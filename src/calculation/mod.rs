//! Score calculation logic.
//!
//! This module turns assignments and bonus inputs into a [`ScoreReport`]:
//! base points per assignment from the daily point table and the business
//! day counter, capped bonus categories, and the aggregated report.
//!
//! [`ScoreReport`]: crate::models::ScoreReport

mod awards;
mod base_points;
mod bonus;
mod digital_content;
mod report;

pub use awards::{
    STUDENT_AWARD_SINGLE, TEACHER_AWARD_SINGLE, calculate_student_award, calculate_teacher_award,
};
pub use base_points::{
    AssignmentPointsResult, MALFORMED_DATE, POINT_RATE_NOT_FOUND, calculate_assignment_points,
};
pub use bonus::{
    BonusResult, BonusesResult, REMEDIAL_SINGLE_TRAINING, SUBJECT_COMMITTEE_CAPPED,
    calculate_boarding_duty, calculate_bonuses, calculate_manual_extra,
    calculate_remedial_training, calculate_subject_committee, calculate_support_courses,
};
pub use digital_content::{
    DIGITAL_CONTENT_CAPPED, DIGITAL_CONTENT_MINISTRY_ASSIGNMENT, calculate_digital_content,
};
pub use report::{EXPECTED_DAYS_MISMATCH, compute_report};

---+---

_Problem requirements_
The answer must be the complete listing, repeated exactly.

_Response_
filename src/calculation/mod.rs
//! Score calculation logic.
//!
//! This module turns assignments and bonus inputs into a [`ScoreReport`]:
//! base points per assignment from the daily point table and the business
//! day counter, capped bonus categories, and the aggregated report.
//!
//! [`ScoreReport`]: crate::models::ScoreReport

mod awards;
mod base_points;
mod bonus;
mod digital_content;
mod report;

pub use awards::{
    STUDENT_AWARD_SINGLE, TEACHER_AWARD_SINGLE, calculate_student_award, calculate_teacher_award,
};
pub use base_points::{
    AssignmentPointsResult, MALFORMED_DATE, POINT_RATE_NOT_FOUND, calculate_assignment_points,
};
pub use bonus::{
    BonusResult, BonusesResult, REMEDIAL_SINGLE_TRAINING, SUBJECT_COMMITTEE_CAPPED,
    calculate_boarding_duty, calculate_bonuses, calculate_manual_extra,
    calculate_remedial_training, calculate_subject_committee, calculate_support_courses,
};
pub use digital_content::{
    DIGITAL_CONTENT_CAPPED, DIGITAL_CONTENT_MINISTRY_ASSIGNMENT, calculate_digital_content,
};
pub use report::{EXPECTED_DAYS_MISMATCH, compute_report};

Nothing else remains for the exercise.